10. Term; Survival of Secrecy Obligations

This Agreement begins on the Effective Date and continues until terminated by either party upon written notice. Company may suspend or terminate Tester's access to the Beta Product at any time. Tester's confidentiality, use restriction, ownership, feedback, disclaimer, limitation of liability, and equitable relief obligations survive termination; confidentiality obligations continue for three (3) years after termination, except for trade secrets, which remain protected so long as they remain trade secrets under applicable law.

11. No Commitment; Disclaimer

The Beta Product is provided for evaluation only. Company is not obligated to make the Beta Product generally available, continue development, or provide support, maintenance, or updates. THE BETA PRODUCT IS PROVIDED "AS IS" AND "AS AVAILABLE," WITH ALL FAULTS. TO THE MAXIMUM EXTENT PERMITTED BY LAW, COMPANY DISCLAIMS ALL WARRANTIES, WHETHER EXPRESS, IMPLIED, STATUTORY, OR OTHERWISE, INCLUDING IMPLIED WARRANTIES OF MERCHANTABILITY, FITNESS FOR A PARTICULAR PURPOSE, TITLE, AND NON-INFRINGEMENT.

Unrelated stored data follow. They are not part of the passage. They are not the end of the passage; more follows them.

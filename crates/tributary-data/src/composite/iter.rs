// Copyright 2025 eraflo
//
// Licensed under the Apache License, Version 2.0 (the "License");
// you may not use this file except in compliance with the License.
// You may obtain a copy of the License at
//
//     http://www.apache.org/licenses/LICENSE-2.0
//
// Unless required by applicable law or agreed to in writing, software
// distributed under the License is distributed on an "AS IS" BASIS,
// WITHOUT WARRANTIES OR CONDITIONS OF ANY KIND, either express or implied.
// See the License for the specific language governing permissions and
// limitations under the License.


use super::{CompositeData, CompositeSlot};
use crate::amr::AmrData;
use crate::object::{DataHandle, DataKind, DataObject};
use std::iter::FusedIterator;
use tributary_core::Information;

/// Traversal switches for a [`CompositeIter`].
#[derive(Debug, Clone, Copy, PartialEq, Eq)]
pub struct IterOptions {
    /// Skip empty slots.
    pub skip_empty: bool,
    /// Yield only non-composite children.
    pub leaves_only: bool,
    /// Descend into nested composites.
    pub traverse_subtree: bool,
}

impl Default for IterOptions {
    fn default() -> Self {
        Self {
            skip_empty: true,
            leaves_only: true,
            traverse_subtree: true,
        }
    }
}

impl IterOptions {
    /// Visits every slot, empty and composite ones included.
    pub fn everything() -> Self {
        Self {
            skip_empty: false,
            leaves_only: false,
            traverse_subtree: true,
        }
    }

    /// Only the direct children of the root.
    pub fn direct_children() -> Self {
        Self {
            skip_empty: true,
            leaves_only: false,
            traverse_subtree: false,
        }
    }
}

/// One visited slot.
#[derive(Debug, Clone, Copy)]
pub struct CompositeItem<'a> {
    /// Pre-order position in the whole tree; the root is 0. Stable for a
    /// given structure whatever the options.
    pub flat_index: usize,
    /// AMR level, or nesting depth for other containers.
    pub level: usize,
    /// Position within the level or parent.
    pub index: usize,
    /// The child, `None` for an empty slot.
    pub data: Option<&'a DataHandle>,
    /// Slot metadata (absent for AMR blocks).
    pub metadata: Option<&'a Information>,
}

#[derive(Clone, Copy)]
enum Frame<'a> {
    Slots {
        slots: &'a [CompositeSlot],
        depth: usize,
        next: usize,
    },
    Amr {
        amr: &'a AmrData,
        level: usize,
        index: usize,
    },
}

struct Step<'a> {
    level: usize,
    index: usize,
    data: Option<&'a DataHandle>,
    metadata: Option<&'a Information>,
}

impl<'a> Frame<'a> {
    fn for_object(object: &'a DataObject, depth: usize) -> Option<Self> {
        match object.kind() {
            DataKind::Composite(c) => Some(Self::for_composite(c, depth)),
            DataKind::Amr(a) => Some(Self::for_amr(a)),
            _ => None,
        }
    }

    fn for_composite(composite: &'a CompositeData, depth: usize) -> Self {
        Frame::Slots {
            slots: composite.slots(),
            depth,
            next: 0,
        }
    }

    fn for_amr(amr: &'a AmrData) -> Self {
        Frame::Amr {
            amr,
            level: 0,
            index: 0,
        }
    }

    fn advance(&mut self) -> Option<Step<'a>> {
        match self {
            Frame::Slots { slots, depth, next } => {
                let slot = slots.get(*next)?;
                let step = Step {
                    level: *depth,
                    index: *next,
                    data: slot.data(),
                    metadata: Some(slot.metadata()),
                };
                *next += 1;
                Some(step)
            }
            Frame::Amr { amr, level, index } => loop {
                if *level >= amr.number_of_levels() {
                    return None;
                }
                if *index < amr.number_of_blocks(*level) {
                    let step = Step {
                        level: *level,
                        index: *index,
                        data: amr.block(*level, *index),
                        metadata: None,
                    };
                    *index += 1;
                    return Some(step);
                }
                *level += 1;
                *index = 0;
            },
        }
    }
}

/// Number of slots below `object`, empty ones included.
fn subtree_size(object: &DataObject) -> usize {
    match object.kind() {
        DataKind::Composite(c) => c
            .slots()
            .iter()
            .map(|s| 1 + s.data().map_or(0, |d| subtree_size(d)))
            .sum(),
        DataKind::Amr(a) => a.total_blocks(),
        _ => 0,
    }
}

/// A lazy, restartable walk over a composite tree.
///
/// Children are visited level-major, then by index; each slot is visited at
/// most once per pass.
pub struct CompositeIter<'a> {
    root: Option<Frame<'a>>,
    options: IterOptions,
    stack: Vec<Frame<'a>>,
    next_flat: usize,
}

impl<'a> CompositeIter<'a> {
    /// Walks the children of `root`. A leaf root yields nothing.
    pub fn new(root: &'a DataObject, options: IterOptions) -> Self {
        Self::from_frame(Frame::for_object(root, 0), options)
    }

    /// Walks the children of a bare composite payload.
    pub fn over_composite(root: &'a CompositeData, options: IterOptions) -> Self {
        Self::from_frame(Some(Frame::for_composite(root, 0)), options)
    }

    /// Walks the blocks of a bare AMR payload.
    pub fn over_amr(root: &'a AmrData, options: IterOptions) -> Self {
        Self::from_frame(Some(Frame::for_amr(root)), options)
    }

    fn from_frame(root: Option<Frame<'a>>, options: IterOptions) -> Self {
        let mut iter = Self {
            root,
            options,
            stack: Vec::new(),
            next_flat: 1,
        };
        iter.restart();
        iter
    }

    /// Goes back to the first child.
    pub fn restart(&mut self) {
        self.stack.clear();
        self.stack.extend(self.root);
        self.next_flat = 1;
    }

    /// The options in use.
    pub fn options(&self) -> IterOptions {
        self.options
    }
}

impl<'a> Iterator for CompositeIter<'a> {
    type Item = CompositeItem<'a>;

    fn next(&mut self) -> Option<Self::Item> {
        loop {
            let step = self.stack.last_mut()?.advance();
            let Some(step) = step else {
                self.stack.pop();
                continue;
            };
            let flat_index = self.next_flat;
            self.next_flat += 1;

            let item = CompositeItem {
                flat_index,
                level: step.level,
                index: step.index,
                data: step.data,
                metadata: step.metadata,
            };

            let Some(handle) = step.data else {
                if self.options.skip_empty {
                    continue;
                }
                return Some(item);
            };

            let object: &'a DataObject = handle;
            if let Some(frame) = Frame::for_object(object, self.stack.len()) {
                if self.options.traverse_subtree {
                    self.stack.push(frame);
                } else {
                    self.next_flat += subtree_size(object);
                }
                if self.options.leaves_only {
                    continue;
                }
            }
            return Some(item);
        }
    }
}

impl FusedIterator for CompositeIter<'_> {}

#[cfg(test)]
mod tests {
    use super::*;
    use crate::composite::CompositeKind;
    use crate::object::DataObjectType;

    fn leaf() -> Option<DataHandle> {
        Some(DataHandle::new(DataObject::of_type(DataObjectType::ImageGrid)))
    }

    /// root: [leaf, empty, [leaf, leaf], leaf]
    fn tree() -> DataObject {
        let mut inner = DataObject::of_type(DataObjectType::MultiBlock);
        let c = inner.as_composite_mut().unwrap();
        c.append_child(leaf()).unwrap();
        c.append_child(leaf()).unwrap();

        let mut root = DataObject::of_type(DataObjectType::MultiBlock);
        let c = root.as_composite_mut().unwrap();
        c.append_child(leaf()).unwrap();
        c.append_child(None).unwrap();
        c.append_child(Some(DataHandle::new(inner))).unwrap();
        c.append_child(leaf()).unwrap();
        root
    }

    fn flat(iter: CompositeIter<'_>) -> Vec<usize> {
        iter.map(|item| item.flat_index).collect()
    }

    #[test]
    fn default_visits_leaves_once() {
        let root = tree();
        assert_eq!(flat(root.composite_iter(IterOptions::default())), vec![1, 4, 5, 6]);
    }

    #[test]
    fn everything_includes_empty_and_inner_nodes() {
        let root = tree();
        let items: Vec<_> = root.composite_iter(IterOptions::everything()).collect();
        assert_eq!(
            items.iter().map(|i| i.flat_index).collect::<Vec<_>>(),
            vec![1, 2, 3, 4, 5, 6]
        );
        assert!(items[1].data.is_none());
        assert_eq!(items[3].level, 1);
    }

    #[test]
    fn flat_indices_are_stable_without_descent() {
        let root = tree();
        assert_eq!(flat(root.composite_iter(IterOptions::direct_children())), vec![1, 3, 6]);
    }

    #[test]
    fn restart_replays_the_walk() {
        let root = tree();
        let mut iter = root.composite_iter(IterOptions::default());
        let first: Vec<_> = iter.by_ref().map(|i| i.flat_index).collect();
        assert!(iter.next().is_none());

        iter.restart();
        let second: Vec<_> = iter.map(|i| i.flat_index).collect();
        assert_eq!(first, second);
    }

    #[test]
    fn leaf_root_yields_nothing() {
        let root = DataObject::of_type(DataObjectType::Table);
        assert_eq!(root.composite_iter(IterOptions::everything()).count(), 0);
    }

    #[test]
    fn bare_payload_iteration() {
        let mut pieces = crate::composite::CompositeData::new(CompositeKind::MultiPiece);
        pieces.append_child(leaf()).unwrap();
        pieces.append_child(None).unwrap();
        assert_eq!(pieces.iter(IterOptions::default()).count(), 1);
        assert_eq!(pieces.number_of_leaves(), 1);
    }
}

12. Limitation of Liability

TO THE MAXIMUM EXTENT PERMITTED BY LAW, COMPANY SHALL NOT BE LIABLE FOR ANY INDIRECT, INCIDENTAL, SPECIAL, CONSEQUENTIAL, OR PUNITIVE DAMAGES, OR FOR ANY LOSS OF DATA, PROFITS, OR BUSINESS INTERRUPTION, ARISING OUT OF OR RELATING TO THE BETA PRODUCT OR THIS AGREEMENT, EVEN IF ADVISED OF THE POSSIBILITY OF SUCH DAMAGES.

13. Equitable Relief

Tester acknowledges that unauthorized use or disclosure of the Beta Product or Confidential Information may cause irreparable harm for which monetary damages would be inadequate, and Company shall be entitled to seek injunctive or equitable relief, in addition to any other available remedies.

14. Severability; Entire Agreement

If any one or more provisions of this Agreement are declared void or otherwise unenforceable, such provisions shall be declared separate from this Agreement and this Agreement will otherwise remain in full force and effect. This Agreement, together with the 1BB Terms of Service it accompanies, constitutes the entire agreement and understanding of the parties with respect to its subject matter and supersedes all prior discussions and agreements, oral or written, relating to that subject matter.